▶ WORK ITEM
Beginning with the first line, please repeat the entries exactly and end on the line that contains "use std::sync::OnceLock;".

Saved entries

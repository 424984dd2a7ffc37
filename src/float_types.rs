// Our Real scalar type:
#[cfg(feature = "f32")]
pub type Real = f32;
#[cfg(feature = "f64")]
pub type Real = f64;

use core::str::FromStr;
use std::sync::OnceLock;

/// Lazily-initialized tolerance used across the crate.
/// Defaults depend on precision (`f32` vs `f64`), but can be overridden:
///  1) **Build-time**: set env var `MOBIUS_TOLERANCE` (e.g. `MOBIUS_TOLERANCE=1e-9 cargo build`)
///  2) **Runtime**: call [`set_tolerance`] once before using the library
static TOLERANCE_CELL: OnceLock<Real> = OnceLock::new();

#[inline]
const fn default_tolerance() -> Real {
    #[cfg(feature = "f32")]
    {
        1e-6
    }
    #[cfg(feature = "f64")]
    {
        1e-12
    }
}

/// Returns the current tolerance value.
/// If not set yet, it tries `MOBIUS_TOLERANCE` (parsed as the active `Real`) and
/// falls back to a sensible default.
pub fn tolerance() -> Real {
    *TOLERANCE_CELL.get_or_init(|| {
        if let Some(environment_variable) = option_env!("MOBIUS_TOLERANCE") {
            if let Ok(value) = Real::from_str(environment_variable) {
                return value.max(Real::EPSILON);
            }
        }
        default_tolerance()
    })
}

/// Set the tolerance programmatically once (subsequent calls are ignored).
/// Call near program start: `mobius::float_types::set_tolerance(1e-9);`
pub fn set_tolerance(value: Real) {
    let _ = TOLERANCE_CELL.set(value.max(Real::EPSILON));
}

// Pi
/// Archimedes' constant (π)
#[cfg(feature = "f32")]
pub const PI: Real = core::f32::consts::PI;
/// Archimedes' constant (π)
#[cfg(feature = "f64")]
pub const PI: Real = core::f64::consts::PI;

// Tau
/// The full circle constant (τ)
#[cfg(feature = "f32")]
pub const TAU: Real = core::f32::consts::TAU;
/// The full circle constant (τ)
#[cfg(feature = "f64")]
pub const TAU: Real = core::f64::consts::TAU;
//! Construction errors

use crate::float_types::Real;

/// Everything that can go wrong while building a [`MobiusStrip`](crate::MobiusStrip).
///
/// Evaluation never fails: numerical blow-ups show up as `NaN`/`Inf` in the
/// returned scalars instead.
#[derive(Debug, Clone, PartialEq, thiserror::Error)]
pub enum MobiusError {
    /// (InvalidParameter) A construction parameter is out of its domain
    #[error("(InvalidParameter) `{name}` = {value} {reason}")]
    InvalidParameter {
        name: &'static str,
        value: Real,
        reason: &'static str,
    },
}

impl MobiusError {
    pub(crate) const fn invalid(name: &'static str, value: Real, reason: &'static str) -> Self {
        MobiusError::InvalidParameter {
            name,
            value,
            reason,
        }
    }
}
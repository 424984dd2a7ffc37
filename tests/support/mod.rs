//! Test support library
//! Provides various helper functions & utilities for tests.
#![allow(dead_code)]

use mobius::float_types::Real;
use mobius::grid::Grid;

/// Tolerance for results that only differ by rounding, scaled to the active
/// precision.
pub const TIGHT: Real = 1e3 * Real::EPSILON;

/// Returns `[min, max]` over all samples of a grid.
pub fn grid_range(grid: &Grid) -> [Real; 2] {
    [grid.min(), grid.max()]
}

▶ SOLUTION TO THE PROBLEM
repository 424984dd2a7ffc37
filename src/float_types.rs
// Our Real scalar type:
#[cfg(feature = "f32")]
pub type Real = f32;
#[cfg(feature = "f64")]
pub type Real = f64;

use core::str::FromStr;
use std::sync::OnceLock;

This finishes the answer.